* [The task] Take the records below and retype them line by line, from the first line through the one containing "pub enum SinkError"; stop there.

──────── Study material ────────

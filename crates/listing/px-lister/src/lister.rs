//! The listing capability.

use async_trait::async_trait;
use px_error::Result;
use px_types::ListRequest;
use serde::{Deserialize, Serialize};

use crate::consumer::EntryConsumer;

/// Paginated enumeration of a bucket/prefix.
///
/// Implementations call the consumer once per discovered entry, page after
/// page, and stop requesting pages once the request's page cap is reached or
/// the provider reports no more pages. Common prefixes are only reported when
/// the request carries a delimiter.
///
/// Entries handed to the consumer before an error stay delivered; callers
/// that treat listing errors as "no further pages" keep partial results.
#[async_trait]
pub trait ObjectLister: Send + Sync {
    async fn list(
        &self,
        request: &ListRequest,
        consumer: &mut dyn EntryConsumer,
    ) -> Result<ListSummary>;
}

/// Counts for one completed listing call.
#[derive(Debug, Clone, Copy, Default, PartialEq, Eq, Serialize, Deserialize)]
pub struct ListSummary {
    /// Pages fetched from the provider
    pub pages: usize,

    /// Object entries delivered
    pub objects: usize,

    /// Prefix entries delivered
    pub prefixes: usize,
}

impl ListSummary {
    pub fn entries(&self) -> usize {
        self.objects + self.prefixes
    }
}
use log::debug;
use pcap_file::pcap::{PcapHeader, PcapPacket, PcapWriter};
use pcap_file::DataLink;
use std::fs::File;
use std::io::Write;
use std::path::{Path, PathBuf};
use std::time::{Duration, SystemTime, UNIX_EPOCH};

/// Bluetooth Low Energy link layer, which is what the dongle hands us once the framing is gone.
pub const LINKTYPE_BLUETOOTH_LE_LL: u32 = 251;

#[derive(thiserror::Error, Debug)]
pub enum SinkError {
    #[error("Unable to create capture file {}: {source}", .path.display())]
    Create {
        path: PathBuf,
        source: std::io::Error,
    },

    #[error("Unable to write to capture file: {0}")]
    Pcap(#[from] pcap_file::PcapError),
}

/// A single frame, as it will appear in the capture file.
#[derive(Debug, Clone, Copy, PartialEq, Eq)]
pub struct CaptureRecord<'a> {
    pub timestamp: Duration,
    pub original_length: u32,
    pub payload: &'a [u8],
}

impl<'a> CaptureRecord<'a> {
    /// Stamps the payload with the current wall clock time.
    pub fn now(payload: &'a [u8]) -> Self {
        let timestamp = SystemTime::now()
            .duration_since(UNIX_EPOCH)
            .unwrap_or_default();

        Self {
            timestamp,
            original_length: payload.len() as u32,
            payload,
        }
    }
}

pub struct CaptureSink<W: Write> {
    writer: PcapWriter<W>,
    records: u64,
}

impl CaptureSink<File> {
    pub fn create(path: &Path, snaplen: u32, link_type: u32) -> Result<Self, SinkError> {
        let file = File::create(path).map_err(|source| SinkError::Create {
            path: path.to_path_buf(),
            source,
        })?;
        debug!("Writing capture to {}", path.display());
        Self::new(file, snaplen, link_type)
    }
}

impl<W: Write> CaptureSink<W> {
    /// Writes the global header straight away, so even an empty capture is a valid file. The
    /// writer isn't wrapped in any buffering, each record lands in `writer` as soon as it's
    /// written.
    pub fn new(writer: W, snaplen: u32, link_type: u32) -> Result<Self, SinkError> {
        let header = PcapHeader {
            snaplen,
            datalink: DataLink::from(link_type),
            ..Default::default()
        };

        let writer = PcapWriter::with_header(writer, header)?;
        Ok(Self { writer, records: 0 })
    }

    /// Appends one record. Given an unbuffered writer, a crash can only ever cost the record
    /// being written.
    pub fn write_record(&mut self, record: &CaptureRecord) -> Result<(), SinkError> {
        let packet = PcapPacket::new(record.timestamp, record.original_length, record.payload);
        self.writer.write_packet(&packet)?;
        self.records += 1;
        Ok(())
    }

    pub fn records(&self) -> u64 {
        self.records
    }

    #[cfg(test)]
    pub fn into_inner(self) -> W {
        self.writer.into_writer()
    }
}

────────

* [Expected output]
filename crates/listing/px-lister/src/lister.rs
//! The listing capability.

use async_trait::async_trait;
use px_error::Result;
use px_types::ListRequest;
use serde::{Deserialize, Serialize};

use crate::consumer::EntryConsumer;

/// Paginated enumeration of a bucket/prefix.
///
/// Implementations call the consumer once per discovered entry, page after
/// page, and stop requesting pages once the request's page cap is reached or
/// the provider reports no more pages. Common prefixes are only reported when
/// the request carries a delimiter.
///
/// Entries handed to the consumer before an error stay delivered; callers
/// that treat listing errors as "no further pages" keep partial results.
#[async_trait]
pub trait ObjectLister: Send + Sync {
    async fn list(
        &self,
        request: &ListRequest,
        consumer: &mut dyn EntryConsumer,
    ) -> Result<ListSummary>;
}

/// Counts for one completed listing call.
#[derive(Debug, Clone, Copy, Default, PartialEq, Eq, Serialize, Deserialize)]
pub struct ListSummary {
    /// Pages fetched from the provider
    pub pages: usize,

    /// Object entries delivered
    pub objects: usize,

    /// Prefix entries delivered
    pub prefixes: usize,
}

impl ListSummary {
    pub fn entries(&self) -> usize {
        self.objects + self.prefixes
    }
}
use log::debug;
use pcap_file::pcap::{PcapHeader, PcapPacket, PcapWriter};
use pcap_file::DataLink;
use std::fs::File;
use std::io::Write;
use std::path::{Path, PathBuf};
use std::time::{Duration, SystemTime, UNIX_EPOCH};

/// Bluetooth Low Energy link layer, which is what the dongle hands us once the framing is gone.
pub const LINKTYPE_BLUETOOTH_LE_LL: u32 = 251;

#[derive(thiserror::Error, Debug)]
pub enum SinkError {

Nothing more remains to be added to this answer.